__THE PROBLEM__. All entries are to be repeated exactly as shown below.

Source records

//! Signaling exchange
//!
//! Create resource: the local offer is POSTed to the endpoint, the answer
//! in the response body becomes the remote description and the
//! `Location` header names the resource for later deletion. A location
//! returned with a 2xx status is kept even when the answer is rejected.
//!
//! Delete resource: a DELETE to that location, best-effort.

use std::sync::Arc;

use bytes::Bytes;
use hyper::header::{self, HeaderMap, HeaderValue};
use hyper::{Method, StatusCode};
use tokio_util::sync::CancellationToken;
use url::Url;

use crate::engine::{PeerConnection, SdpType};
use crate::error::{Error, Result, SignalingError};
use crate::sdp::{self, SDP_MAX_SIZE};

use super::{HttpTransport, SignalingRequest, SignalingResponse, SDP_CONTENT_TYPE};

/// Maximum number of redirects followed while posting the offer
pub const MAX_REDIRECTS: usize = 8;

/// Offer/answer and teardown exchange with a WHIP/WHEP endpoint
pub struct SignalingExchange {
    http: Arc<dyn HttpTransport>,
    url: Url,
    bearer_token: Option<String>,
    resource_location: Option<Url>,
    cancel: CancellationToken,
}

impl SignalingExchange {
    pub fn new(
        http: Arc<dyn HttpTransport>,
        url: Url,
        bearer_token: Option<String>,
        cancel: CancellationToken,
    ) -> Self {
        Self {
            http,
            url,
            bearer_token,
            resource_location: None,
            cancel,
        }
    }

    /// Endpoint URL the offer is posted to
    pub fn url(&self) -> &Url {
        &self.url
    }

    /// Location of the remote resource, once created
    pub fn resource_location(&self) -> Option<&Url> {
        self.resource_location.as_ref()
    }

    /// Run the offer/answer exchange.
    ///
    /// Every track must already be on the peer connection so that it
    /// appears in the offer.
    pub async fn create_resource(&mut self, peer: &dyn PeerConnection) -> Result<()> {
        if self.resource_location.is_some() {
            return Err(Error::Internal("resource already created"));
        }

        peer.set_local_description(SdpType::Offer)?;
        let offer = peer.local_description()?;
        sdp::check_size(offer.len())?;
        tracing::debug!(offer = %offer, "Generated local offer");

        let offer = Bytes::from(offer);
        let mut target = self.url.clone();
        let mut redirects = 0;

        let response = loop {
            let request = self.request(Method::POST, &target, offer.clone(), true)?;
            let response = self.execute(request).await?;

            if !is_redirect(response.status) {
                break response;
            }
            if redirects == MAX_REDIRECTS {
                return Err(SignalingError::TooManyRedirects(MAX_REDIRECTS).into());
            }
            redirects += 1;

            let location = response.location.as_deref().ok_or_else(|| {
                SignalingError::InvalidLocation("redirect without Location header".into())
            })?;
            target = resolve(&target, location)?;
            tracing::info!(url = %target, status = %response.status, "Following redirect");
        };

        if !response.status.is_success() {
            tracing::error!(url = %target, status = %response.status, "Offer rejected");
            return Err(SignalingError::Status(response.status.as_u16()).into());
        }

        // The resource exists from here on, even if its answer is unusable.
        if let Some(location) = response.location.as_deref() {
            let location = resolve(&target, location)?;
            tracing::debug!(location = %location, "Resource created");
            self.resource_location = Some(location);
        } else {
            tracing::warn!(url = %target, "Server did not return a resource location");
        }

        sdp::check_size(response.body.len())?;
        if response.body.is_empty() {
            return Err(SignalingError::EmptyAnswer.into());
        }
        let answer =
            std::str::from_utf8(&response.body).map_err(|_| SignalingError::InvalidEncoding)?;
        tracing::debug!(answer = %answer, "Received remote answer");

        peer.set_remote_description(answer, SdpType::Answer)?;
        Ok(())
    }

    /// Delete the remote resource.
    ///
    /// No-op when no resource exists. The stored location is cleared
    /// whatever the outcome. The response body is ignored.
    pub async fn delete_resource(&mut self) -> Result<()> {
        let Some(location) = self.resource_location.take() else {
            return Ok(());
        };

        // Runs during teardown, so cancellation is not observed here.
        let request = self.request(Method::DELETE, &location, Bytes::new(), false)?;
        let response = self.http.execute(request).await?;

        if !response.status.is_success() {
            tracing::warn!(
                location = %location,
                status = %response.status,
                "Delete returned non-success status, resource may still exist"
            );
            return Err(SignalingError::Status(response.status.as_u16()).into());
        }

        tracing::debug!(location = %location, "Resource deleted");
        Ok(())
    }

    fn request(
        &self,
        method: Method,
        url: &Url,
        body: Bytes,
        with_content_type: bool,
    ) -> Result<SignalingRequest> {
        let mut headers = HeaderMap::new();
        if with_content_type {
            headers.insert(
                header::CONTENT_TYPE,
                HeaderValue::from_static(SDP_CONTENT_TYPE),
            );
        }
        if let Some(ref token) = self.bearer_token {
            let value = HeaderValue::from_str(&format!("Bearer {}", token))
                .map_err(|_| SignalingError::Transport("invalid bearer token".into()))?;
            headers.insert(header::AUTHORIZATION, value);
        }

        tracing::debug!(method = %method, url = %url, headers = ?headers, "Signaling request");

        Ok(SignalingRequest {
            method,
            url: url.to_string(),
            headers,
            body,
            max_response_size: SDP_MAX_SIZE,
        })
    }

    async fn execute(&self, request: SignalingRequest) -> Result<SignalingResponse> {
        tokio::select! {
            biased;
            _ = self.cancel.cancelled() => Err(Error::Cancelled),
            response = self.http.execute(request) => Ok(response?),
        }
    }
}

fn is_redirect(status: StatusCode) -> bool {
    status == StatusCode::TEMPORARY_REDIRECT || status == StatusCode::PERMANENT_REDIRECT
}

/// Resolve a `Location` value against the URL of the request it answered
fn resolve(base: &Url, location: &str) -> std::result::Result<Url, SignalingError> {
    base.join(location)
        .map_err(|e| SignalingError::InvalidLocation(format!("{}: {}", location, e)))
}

__WRITTEN ANSWER__.
//! Signaling exchange
//!
//! Create resource: the local offer is POSTed to the endpoint, the answer
//! in the response body becomes the remote description and the
//! `Location` header names the resource for later deletion. A location
//! returned with a 2xx status is kept even when the answer is rejected.
//!
//! Delete resource: a DELETE to that location, best-effort.

use std::sync::Arc;

use bytes::Bytes;
use hyper::header::{self, HeaderMap, HeaderValue};
use hyper::{Method, StatusCode};
use tokio_util::sync::CancellationToken;
use url::Url;

use crate::engine::{PeerConnection, SdpType};
use crate::error::{Error, Result, SignalingError};
use crate::sdp::{self, SDP_MAX_SIZE};

use super::{HttpTransport, SignalingRequest, SignalingResponse, SDP_CONTENT_TYPE};

/// Maximum number of redirects followed while posting the offer
pub const MAX_REDIRECTS: usize = 8;

/// Offer/answer and teardown exchange with a WHIP/WHEP endpoint
pub struct SignalingExchange {
    http: Arc<dyn HttpTransport>,
    url: Url,
    bearer_token: Option<String>,
    resource_location: Option<Url>,
    cancel: CancellationToken,
}

impl SignalingExchange {
    pub fn new(
        http: Arc<dyn HttpTransport>,
        url: Url,
        bearer_token: Option<String>,
        cancel: CancellationToken,
    ) -> Self {
        Self {
            http,
            url,
            bearer_token,
            resource_location: None,
            cancel,
        }
    }

    /// Endpoint URL the offer is posted to
    pub fn url(&self) -> &Url {
        &self.url
    }

    /// Location of the remote resource, once created
    pub fn resource_location(&self) -> Option<&Url> {
        self.resource_location.as_ref()
    }

    /// Run the offer/answer exchange.
    ///
    /// Every track must already be on the peer connection so that it
    /// appears in the offer.
    pub async fn create_resource(&mut self, peer: &dyn PeerConnection) -> Result<()> {
        if self.resource_location.is_some() {
            return Err(Error::Internal("resource already created"));
        }

        peer.set_local_description(SdpType::Offer)?;
        let offer = peer.local_description()?;
        sdp::check_size(offer.len())?;
        tracing::debug!(offer = %offer, "Generated local offer");

        let offer = Bytes::from(offer);
        let mut target = self.url.clone();
        let mut redirects = 0;

        let response = loop {
            let request = self.request(Method::POST, &target, offer.clone(), true)?;
            let response = self.execute(request).await?;

            if !is_redirect(response.status) {
                break response;
            }
            if redirects == MAX_REDIRECTS {
                return Err(SignalingError::TooManyRedirects(MAX_REDIRECTS).into());
            }
            redirects += 1;

            let location = response.location.as_deref().ok_or_else(|| {
                SignalingError::InvalidLocation("redirect without Location header".into())
            })?;
            target = resolve(&target, location)?;
            tracing::info!(url = %target, status = %response.status, "Following redirect");
        };

        if !response.status.is_success() {
            tracing::error!(url = %target, status = %response.status, "Offer rejected");
            return Err(SignalingError::Status(response.status.as_u16()).into());
        }

        // The resource exists from here on, even if its answer is unusable.
        if let Some(location) = response.location.as_deref() {
            let location = resolve(&target, location)?;
            tracing::debug!(location = %location, "Resource created");
            self.resource_location = Some(location);
        } else {
            tracing::warn!(url = %target, "Server did not return a resource location");
        }

        sdp::check_size(response.body.len())?;
        if response.body.is_empty() {
            return Err(SignalingError::EmptyAnswer.into());
        }
        let answer =
            std::str::from_utf8(&response.body).map_err(|_| SignalingError::InvalidEncoding)?;
        tracing::debug!(answer = %answer, "Received remote answer");

        peer.set_remote_description(answer, SdpType::Answer)?;
        Ok(())
    }

    /// Delete the remote resource.
    ///
    /// No-op when no resource exists. The stored location is cleared
    /// whatever the outcome. The response body is ignored.
    pub async fn delete_resource(&mut self) -> Result<()> {
        let Some(location) = self.resource_location.take() else {
            return Ok(());
        };

        // Runs during teardown, so cancellation is not observed here.
        let request = self.request(Method::DELETE, &location, Bytes::new(), false)?;
        let response = self.http.execute(request).await?;

        if !response.status.is_success() {
            tracing::warn!(
                location = %location,
                status = %response.status,
                "Delete returned non-success status, resource may still exist"
            );
            return Err(SignalingError::Status(response.status.as_u16()).into());
        }

        tracing::debug!(location = %location, "Resource deleted");
        Ok(())
    }

    fn request(
        &self,
        method: Method,
        url: &Url,
        body: Bytes,
        with_content_type: bool,
    ) -> Result<SignalingRequest> {
        let mut headers = HeaderMap::new();
        if with_content_type {
            headers.insert(
                header::CONTENT_TYPE,
                HeaderValue::from_static(SDP_CONTENT_TYPE),
            );
        }
        if let Some(ref token) = self.bearer_token {
            let value = HeaderValue::from_str(&format!("Bearer {}", token))
                .map_err(|_| SignalingError::Transport("invalid bearer token".into()))?;
            headers.insert(header::AUTHORIZATION, value);
        }

        tracing::debug!(method = %method, url = %url, headers = ?headers, "Signaling request");

        Ok(SignalingRequest {
            method,
            url: url.to_string(),
            headers,
            body,
            max_response_size: SDP_MAX_SIZE,
        })
    }

    async fn execute(&self, request: SignalingRequest) -> Result<SignalingResponse> {
        tokio::select! {
            biased;
            _ = self.cancel.cancelled() => Err(Error::Cancelled),
            response = self.http.execute(request) => Ok(response?),
        }
    }
}

fn is_redirect(status: StatusCode) -> bool {
    status == StatusCode::TEMPORARY_REDIRECT || status == StatusCode::PERMANENT_REDIRECT
}

/// Resolve a `Location` value against the URL of the request it answered
fn resolve(base: &Url, location: &str) -> std::result::Result<Url, SignalingError> {
    base.join(location)
        .map_err(|e| SignalingError::InvalidLocation(format!("{}: {}", location, e)))
}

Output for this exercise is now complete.